Nell’itinerario di papa Francesco la fratellanza, l’essere fratelli, è un valore trascendentale e ha carattere programmatico. Se «si passa oltre», dandola per scontata, o se la si utilizza con leggerezza, quasi che dire «fratelli» bastasse a evitare le tentazioni dell’indifferenza, della burocrazia e dell’autoritarismo, significa che non se ne sono approfondite a sufficienza la ricchezza e la capacità di generare dinamiche positive.
Utilizziamo volontariamente l’espressione evangelica della parabola del buon samaritano «passare oltre», perché, se la scusa del sacerdote e del levita per non accostarsi al ferito era formale – non contaminarsi –, è bene tuttavia ricordare che la legge, pur proibendo, per esempio, di «toccare» un cadavere, faceva eccezione per quelli dei familiari stretti[1]. Insistere su una fratellanza espressa in gesti concreti e approfondirla consentono di superare false dicotomie[2].
La fratellanza è il primo tema al quale ha fatto riferimento papa Francesco nel giorno della sua elezione, quando ha chinato la testa davanti alla gente e, definendo la relazione vescovo-popolo come «cammino di fratellanza», ha espresso questo desiderio: «Preghiamo sempre per noi: l’uno per l’altro. Preghiamo per tutto il mondo, perché ci sia una grande fratellanza»[3].
Da lì in avanti questo cammino di fratellanza, da lui risolutamente intrapreso, ha avuto molte tappe significative. La più recente è il Documento sulla fratellanza umana per la pace mondiale e la convivenza comune[4]. In questo documento, firmato ad Abu Dhabi, il Grande imam e il Papa spiegano come tutto ciò su cui si sono intesi in più di un anno di lavoro comune sia derivato da questo «valore trascendentale»: «La fede porta il credente a vedere nell’altro un fratello da sostenere e da amare»[5].

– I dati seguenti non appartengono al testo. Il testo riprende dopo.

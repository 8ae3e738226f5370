//! Measured mileage: ride a stretch, enter the fuel it took, get km/L.
//!
//! Runs its own sampler subscription and accumulator, independent of any
//! [`TrackingSession`](crate::TrackingSession).

use log::{info, warn};

use crate::accumulator::DistanceAccumulator;
use crate::config::WatchOptions;
use crate::sampler::{GeoError, GeoSampler, PositionSource, SampleFeed, SamplerEvent};
use crate::Sample;

/// Kilometers per liter for a measured run; `None` unless both inputs are positive.
pub fn measured_km_per_liter(distance_km: f64, fuel_used_l: f64) -> Option<f64> {
    if distance_km > 0.0 && fuel_used_l.is_finite() && fuel_used_l > 0.0 {
        Some(distance_km / fuel_used_l)
    } else {
        None
    }
}

pub struct MileageCalculator<P: PositionSource> {
    sampler: GeoSampler<P>,
    feed: Option<SampleFeed>,
    accumulator: DistanceAccumulator,
    calculating: bool,
    average: Option<f64>,
    error: Option<String>,
}

impl<P: PositionSource> MileageCalculator<P> {
    pub fn new(source: P, options: WatchOptions) -> Self {
        Self {
            sampler: GeoSampler::new(source, options),
            feed: None,
            accumulator: DistanceAccumulator::new(),
            calculating: false,
            average: None,
            error: None,
        }
    }

    /// Start a new measuring run from zero.
    pub fn start(&mut self) {
        self.accumulator.reset();
        self.average = None;
        self.error = None;
        self.feed = Some(self.sampler.start_feed());
        self.calculating = true;
        info!("[MileageCalculator] Measuring run started");
    }

    /// Apply queued sampler events.
    pub fn pump(&mut self) {
        let events = match &self.feed {
            Some(feed) => feed.drain(),
            None => return,
        };
        for event in events {
            match event {
                SamplerEvent::Sample(sample) => self.add_sample(&sample),
                SamplerEvent::Error(err) => self.handle_error(err),
            }
        }
    }

    pub fn add_sample(&mut self, sample: &Sample) {
        if !self.calculating {
            return;
        }
        self.accumulator.add_sample(sample.position);
        self.error = None;
    }

    pub fn handle_error(&mut self, err: GeoError) {
        warn!("[MileageCalculator] Position error: {}", err);
        self.error = Some(err.message().to_string());
    }

    /// Stop the run and compute its average from the fuel it used.
    pub fn stop_and_calculate(&mut self, fuel_used_l: f64) -> Option<f64> {
        self.pump();
        self.feed = None;
        self.sampler.stop();
        self.calculating = false;

        let distance_km = self.accumulator.total_distance_km();
        self.average = measured_km_per_liter(distance_km, fuel_used_l);
        match self.average {
            Some(avg) => info!(
                "[MileageCalculator] {:.2} km on {:.2} L = {:.1} km/L",
                distance_km, fuel_used_l, avg
            ),
            None => warn!(
                "[MileageCalculator] Cannot compute average from {:.2} km and {} L",
                distance_km, fuel_used_l
            ),
        }
        self.average
    }

    /// Stop and forget the run.
    pub fn reset(&mut self) {
        self.feed = None;
        self.sampler.stop();
        self.accumulator.reset();
        self.calculating = false;
        self.average = None;
        self.error = None;
    }

    pub fn distance_km(&self) -> f64 {
        self.accumulator.total_distance_km()
    }

    pub fn is_calculating(&self) -> bool {
        self.calculating
    }

    pub fn average(&self) -> Option<f64> {
        self.average
    }

    pub fn error(&self) -> Option<&str> {
        self.error.as_deref()
    }
}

La fratellanza è un vero «punto di partenza»: in tutti gli enti reali c’è qualcosa che permette di pensarli, analogicamente, come «fratelli», sia se si guarda al mistero dell’origine comune, sia alla possibilità di affratellarsi. In quanto punto di partenza, la fratellanza ha valore programmatico, come afferma Christoph Theobald. Il teologo gesuita fa vedere che quando il Papa parla di una «fraternità mistica» (Evangelii gaudium [EG], n. 92), lo fa «programmaticamente», e che non si tratta di un dato ovvio, ma di una questione «assolutamente “fondamentale”, una questione di “stile”»[6]. E sappiamo che «lo stile cristiano non [è] questione di forma e di gusti, bensì di contenuto e di annuncio del kerygma, quindi di pastorale e di dottrina»[7].